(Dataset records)
_ _ _ _ _

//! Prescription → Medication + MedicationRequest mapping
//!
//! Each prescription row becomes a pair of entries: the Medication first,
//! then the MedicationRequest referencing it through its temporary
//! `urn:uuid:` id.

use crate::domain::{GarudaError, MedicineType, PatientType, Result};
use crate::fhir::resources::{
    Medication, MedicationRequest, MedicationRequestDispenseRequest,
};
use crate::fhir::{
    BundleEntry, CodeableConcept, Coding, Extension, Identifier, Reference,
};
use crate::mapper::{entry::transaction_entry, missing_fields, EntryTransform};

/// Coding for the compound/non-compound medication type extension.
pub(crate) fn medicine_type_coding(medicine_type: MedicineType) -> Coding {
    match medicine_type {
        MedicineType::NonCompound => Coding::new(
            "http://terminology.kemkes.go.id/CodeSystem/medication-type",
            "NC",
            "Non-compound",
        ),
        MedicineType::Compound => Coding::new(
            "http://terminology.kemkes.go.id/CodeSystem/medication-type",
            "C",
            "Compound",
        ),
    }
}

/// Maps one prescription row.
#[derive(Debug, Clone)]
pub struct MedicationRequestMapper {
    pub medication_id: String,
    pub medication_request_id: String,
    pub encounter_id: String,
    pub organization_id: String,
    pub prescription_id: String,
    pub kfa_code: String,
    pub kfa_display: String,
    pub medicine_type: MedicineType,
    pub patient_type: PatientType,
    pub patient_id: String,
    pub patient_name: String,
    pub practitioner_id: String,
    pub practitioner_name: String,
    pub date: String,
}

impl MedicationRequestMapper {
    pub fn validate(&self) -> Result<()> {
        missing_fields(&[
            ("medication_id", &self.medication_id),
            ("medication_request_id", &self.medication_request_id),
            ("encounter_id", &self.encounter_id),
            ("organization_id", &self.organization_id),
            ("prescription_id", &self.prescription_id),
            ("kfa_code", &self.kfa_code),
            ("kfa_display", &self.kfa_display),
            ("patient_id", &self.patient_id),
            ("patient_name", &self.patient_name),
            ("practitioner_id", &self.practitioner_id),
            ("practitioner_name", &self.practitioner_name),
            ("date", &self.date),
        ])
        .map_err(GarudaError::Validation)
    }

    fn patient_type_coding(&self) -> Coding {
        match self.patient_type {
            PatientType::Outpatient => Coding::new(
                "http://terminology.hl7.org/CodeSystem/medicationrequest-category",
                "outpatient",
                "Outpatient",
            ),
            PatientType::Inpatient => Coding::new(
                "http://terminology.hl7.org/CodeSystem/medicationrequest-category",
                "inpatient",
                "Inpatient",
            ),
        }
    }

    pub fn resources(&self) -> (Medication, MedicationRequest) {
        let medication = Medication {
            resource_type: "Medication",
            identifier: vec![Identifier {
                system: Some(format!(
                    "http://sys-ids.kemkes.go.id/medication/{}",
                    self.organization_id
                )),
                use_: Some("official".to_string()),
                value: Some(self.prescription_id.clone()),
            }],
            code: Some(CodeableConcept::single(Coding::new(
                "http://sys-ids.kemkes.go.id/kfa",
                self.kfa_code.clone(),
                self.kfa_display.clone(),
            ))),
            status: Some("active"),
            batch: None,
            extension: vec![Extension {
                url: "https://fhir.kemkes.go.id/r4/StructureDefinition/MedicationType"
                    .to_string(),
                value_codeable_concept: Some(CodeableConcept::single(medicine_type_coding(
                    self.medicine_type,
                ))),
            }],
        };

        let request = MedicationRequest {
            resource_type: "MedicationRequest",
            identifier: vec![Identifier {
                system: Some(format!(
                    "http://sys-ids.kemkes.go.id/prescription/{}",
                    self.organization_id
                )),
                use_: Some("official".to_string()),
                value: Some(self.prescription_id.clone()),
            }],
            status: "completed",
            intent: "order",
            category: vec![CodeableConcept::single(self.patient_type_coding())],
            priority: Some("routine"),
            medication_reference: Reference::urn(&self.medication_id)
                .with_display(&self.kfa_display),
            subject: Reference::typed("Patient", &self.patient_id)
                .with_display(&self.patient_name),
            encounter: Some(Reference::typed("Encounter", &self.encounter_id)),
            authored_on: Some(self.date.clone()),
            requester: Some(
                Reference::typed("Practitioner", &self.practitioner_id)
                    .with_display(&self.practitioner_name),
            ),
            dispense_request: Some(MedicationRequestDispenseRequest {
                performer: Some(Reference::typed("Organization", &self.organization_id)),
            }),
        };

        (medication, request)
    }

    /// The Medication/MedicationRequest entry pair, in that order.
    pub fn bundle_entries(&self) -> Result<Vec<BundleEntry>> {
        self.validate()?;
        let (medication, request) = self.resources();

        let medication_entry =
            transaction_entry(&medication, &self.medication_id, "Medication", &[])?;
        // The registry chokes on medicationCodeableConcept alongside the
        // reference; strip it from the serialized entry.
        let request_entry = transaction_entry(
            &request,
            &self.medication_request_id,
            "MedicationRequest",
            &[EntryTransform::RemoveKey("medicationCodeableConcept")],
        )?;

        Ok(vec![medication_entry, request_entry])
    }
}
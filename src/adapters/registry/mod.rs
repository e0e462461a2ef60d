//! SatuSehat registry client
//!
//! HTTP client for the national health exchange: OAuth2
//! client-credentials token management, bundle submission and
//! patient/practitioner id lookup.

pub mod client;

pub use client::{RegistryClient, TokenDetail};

_ _ _ _ _

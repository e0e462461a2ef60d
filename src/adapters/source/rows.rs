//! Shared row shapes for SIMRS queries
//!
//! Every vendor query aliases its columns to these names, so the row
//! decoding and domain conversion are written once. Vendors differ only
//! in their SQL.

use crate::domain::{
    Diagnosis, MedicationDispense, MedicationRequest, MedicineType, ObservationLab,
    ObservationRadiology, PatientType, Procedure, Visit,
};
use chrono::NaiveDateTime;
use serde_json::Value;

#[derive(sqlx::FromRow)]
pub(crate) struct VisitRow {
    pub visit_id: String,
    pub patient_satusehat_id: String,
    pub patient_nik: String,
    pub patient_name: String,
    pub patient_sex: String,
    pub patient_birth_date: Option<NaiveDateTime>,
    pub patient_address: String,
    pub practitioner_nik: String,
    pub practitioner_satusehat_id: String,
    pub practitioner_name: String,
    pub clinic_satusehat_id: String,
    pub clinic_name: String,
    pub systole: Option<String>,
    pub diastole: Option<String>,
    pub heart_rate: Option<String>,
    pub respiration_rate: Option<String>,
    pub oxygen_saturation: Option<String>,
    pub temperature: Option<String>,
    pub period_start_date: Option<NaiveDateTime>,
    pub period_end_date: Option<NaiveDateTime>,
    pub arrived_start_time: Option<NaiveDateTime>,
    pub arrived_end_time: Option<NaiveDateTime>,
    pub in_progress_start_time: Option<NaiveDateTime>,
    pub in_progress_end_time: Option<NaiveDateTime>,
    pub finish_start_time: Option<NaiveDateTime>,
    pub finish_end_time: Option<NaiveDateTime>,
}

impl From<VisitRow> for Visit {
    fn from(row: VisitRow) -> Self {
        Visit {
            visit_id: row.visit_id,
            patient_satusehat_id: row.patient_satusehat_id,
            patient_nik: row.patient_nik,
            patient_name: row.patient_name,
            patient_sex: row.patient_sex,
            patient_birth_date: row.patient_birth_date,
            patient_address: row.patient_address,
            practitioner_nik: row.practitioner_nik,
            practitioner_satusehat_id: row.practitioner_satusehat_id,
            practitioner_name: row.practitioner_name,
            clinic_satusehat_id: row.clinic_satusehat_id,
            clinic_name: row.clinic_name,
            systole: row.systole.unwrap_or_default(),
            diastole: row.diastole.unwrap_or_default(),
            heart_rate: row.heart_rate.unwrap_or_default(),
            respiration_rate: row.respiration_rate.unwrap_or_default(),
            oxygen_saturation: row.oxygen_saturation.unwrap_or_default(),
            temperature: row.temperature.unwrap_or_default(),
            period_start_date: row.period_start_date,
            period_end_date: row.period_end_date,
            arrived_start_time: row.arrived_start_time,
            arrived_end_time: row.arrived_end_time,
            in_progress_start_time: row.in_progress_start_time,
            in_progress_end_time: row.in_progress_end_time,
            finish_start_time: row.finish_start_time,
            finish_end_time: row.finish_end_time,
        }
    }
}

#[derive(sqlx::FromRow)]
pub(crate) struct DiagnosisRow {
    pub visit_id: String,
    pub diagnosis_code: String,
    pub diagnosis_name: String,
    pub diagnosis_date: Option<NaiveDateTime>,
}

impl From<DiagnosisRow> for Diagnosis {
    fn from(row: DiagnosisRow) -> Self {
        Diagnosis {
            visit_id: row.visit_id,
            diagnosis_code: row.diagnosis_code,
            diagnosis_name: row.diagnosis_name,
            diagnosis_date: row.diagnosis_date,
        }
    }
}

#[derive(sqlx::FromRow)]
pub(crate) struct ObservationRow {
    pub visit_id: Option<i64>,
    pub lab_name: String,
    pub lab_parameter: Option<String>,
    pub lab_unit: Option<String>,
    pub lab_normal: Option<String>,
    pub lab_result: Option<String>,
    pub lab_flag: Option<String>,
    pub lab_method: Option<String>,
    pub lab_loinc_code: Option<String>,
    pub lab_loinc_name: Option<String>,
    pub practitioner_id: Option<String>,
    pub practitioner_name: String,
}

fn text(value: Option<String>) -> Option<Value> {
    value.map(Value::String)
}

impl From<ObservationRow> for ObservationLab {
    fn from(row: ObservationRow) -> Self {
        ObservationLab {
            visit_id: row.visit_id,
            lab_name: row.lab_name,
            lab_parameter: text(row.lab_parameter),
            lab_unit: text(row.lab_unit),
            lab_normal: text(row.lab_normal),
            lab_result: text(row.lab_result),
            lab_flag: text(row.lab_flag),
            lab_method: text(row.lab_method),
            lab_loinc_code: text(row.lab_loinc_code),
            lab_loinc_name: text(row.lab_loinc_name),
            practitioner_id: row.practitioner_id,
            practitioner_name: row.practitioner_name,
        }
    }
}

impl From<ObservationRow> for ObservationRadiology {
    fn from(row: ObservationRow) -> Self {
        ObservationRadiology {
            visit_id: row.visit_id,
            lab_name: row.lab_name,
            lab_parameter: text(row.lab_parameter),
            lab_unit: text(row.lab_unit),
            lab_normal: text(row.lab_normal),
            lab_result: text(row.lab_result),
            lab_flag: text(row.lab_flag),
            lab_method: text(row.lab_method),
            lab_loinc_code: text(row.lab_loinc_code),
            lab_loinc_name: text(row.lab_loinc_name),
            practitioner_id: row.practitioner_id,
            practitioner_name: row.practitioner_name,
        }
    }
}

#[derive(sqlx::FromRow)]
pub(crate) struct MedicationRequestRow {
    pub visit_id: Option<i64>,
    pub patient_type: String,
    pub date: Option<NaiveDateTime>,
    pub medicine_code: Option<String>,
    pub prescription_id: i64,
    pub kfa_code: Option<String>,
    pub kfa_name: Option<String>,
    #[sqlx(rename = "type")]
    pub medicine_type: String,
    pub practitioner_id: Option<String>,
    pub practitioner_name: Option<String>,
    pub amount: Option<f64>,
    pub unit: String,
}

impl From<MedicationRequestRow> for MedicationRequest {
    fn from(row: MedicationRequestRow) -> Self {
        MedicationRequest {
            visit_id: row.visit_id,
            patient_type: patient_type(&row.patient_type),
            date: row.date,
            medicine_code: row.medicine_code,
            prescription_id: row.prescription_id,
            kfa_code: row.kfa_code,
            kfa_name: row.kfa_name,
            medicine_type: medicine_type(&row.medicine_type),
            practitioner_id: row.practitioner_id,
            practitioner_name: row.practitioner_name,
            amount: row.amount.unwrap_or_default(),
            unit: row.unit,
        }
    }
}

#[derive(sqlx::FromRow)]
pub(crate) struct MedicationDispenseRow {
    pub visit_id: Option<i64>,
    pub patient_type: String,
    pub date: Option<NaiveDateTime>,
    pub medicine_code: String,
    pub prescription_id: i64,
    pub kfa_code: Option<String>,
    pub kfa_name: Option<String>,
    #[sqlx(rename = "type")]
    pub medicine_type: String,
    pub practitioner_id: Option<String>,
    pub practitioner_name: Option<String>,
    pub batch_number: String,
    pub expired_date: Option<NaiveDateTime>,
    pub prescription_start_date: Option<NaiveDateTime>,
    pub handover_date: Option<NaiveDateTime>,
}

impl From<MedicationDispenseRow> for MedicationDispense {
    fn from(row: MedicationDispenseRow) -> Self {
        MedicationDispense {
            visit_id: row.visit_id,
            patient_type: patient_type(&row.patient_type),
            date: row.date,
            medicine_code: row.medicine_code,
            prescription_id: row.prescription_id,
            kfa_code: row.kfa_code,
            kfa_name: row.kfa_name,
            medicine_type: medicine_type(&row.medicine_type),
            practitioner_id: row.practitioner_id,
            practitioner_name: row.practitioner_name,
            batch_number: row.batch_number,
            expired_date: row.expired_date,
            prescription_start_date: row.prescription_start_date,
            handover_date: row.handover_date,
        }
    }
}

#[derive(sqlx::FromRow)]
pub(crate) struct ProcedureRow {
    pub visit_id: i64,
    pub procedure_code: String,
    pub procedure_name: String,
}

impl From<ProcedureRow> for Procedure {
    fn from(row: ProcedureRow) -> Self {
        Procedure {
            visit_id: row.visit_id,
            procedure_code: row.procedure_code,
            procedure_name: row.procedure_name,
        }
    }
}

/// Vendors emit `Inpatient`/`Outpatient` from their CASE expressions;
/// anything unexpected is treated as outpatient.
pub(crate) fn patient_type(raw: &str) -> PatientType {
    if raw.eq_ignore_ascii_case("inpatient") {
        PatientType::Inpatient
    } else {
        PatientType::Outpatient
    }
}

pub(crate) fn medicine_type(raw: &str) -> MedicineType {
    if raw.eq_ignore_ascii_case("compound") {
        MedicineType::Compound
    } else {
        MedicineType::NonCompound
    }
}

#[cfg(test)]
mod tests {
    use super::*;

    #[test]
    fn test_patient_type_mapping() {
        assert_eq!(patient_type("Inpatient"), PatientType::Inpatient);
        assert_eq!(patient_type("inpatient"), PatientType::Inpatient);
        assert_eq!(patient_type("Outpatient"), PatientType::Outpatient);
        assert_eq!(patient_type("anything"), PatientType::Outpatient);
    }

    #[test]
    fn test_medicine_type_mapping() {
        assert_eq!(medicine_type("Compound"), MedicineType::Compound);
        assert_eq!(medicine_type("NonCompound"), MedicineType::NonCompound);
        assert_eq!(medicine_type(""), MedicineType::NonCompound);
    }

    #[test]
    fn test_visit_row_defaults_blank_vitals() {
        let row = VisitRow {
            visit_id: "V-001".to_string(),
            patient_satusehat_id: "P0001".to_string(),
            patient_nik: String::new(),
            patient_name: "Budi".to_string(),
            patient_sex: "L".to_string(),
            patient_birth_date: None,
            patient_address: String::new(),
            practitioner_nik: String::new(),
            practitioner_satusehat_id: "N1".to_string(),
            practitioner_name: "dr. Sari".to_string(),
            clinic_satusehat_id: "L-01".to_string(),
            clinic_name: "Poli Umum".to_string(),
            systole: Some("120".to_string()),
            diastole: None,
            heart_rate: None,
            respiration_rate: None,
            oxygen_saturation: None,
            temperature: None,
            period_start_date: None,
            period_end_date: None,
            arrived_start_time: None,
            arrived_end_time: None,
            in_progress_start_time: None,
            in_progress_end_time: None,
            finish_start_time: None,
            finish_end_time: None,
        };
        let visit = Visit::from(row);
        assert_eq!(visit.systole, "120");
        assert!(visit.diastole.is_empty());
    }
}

_ _ _ _ _

▸ **YOUR TASK**: Among the lines of the data above, find those with the word "single" and show them.

▸ **WORKED SOLUTION**:
            code: Some(CodeableConcept::single(Coding::new(
                value_codeable_concept: Some(CodeableConcept::single(medicine_type_coding(
            category: vec![CodeableConcept::single(self.patient_type_coding())],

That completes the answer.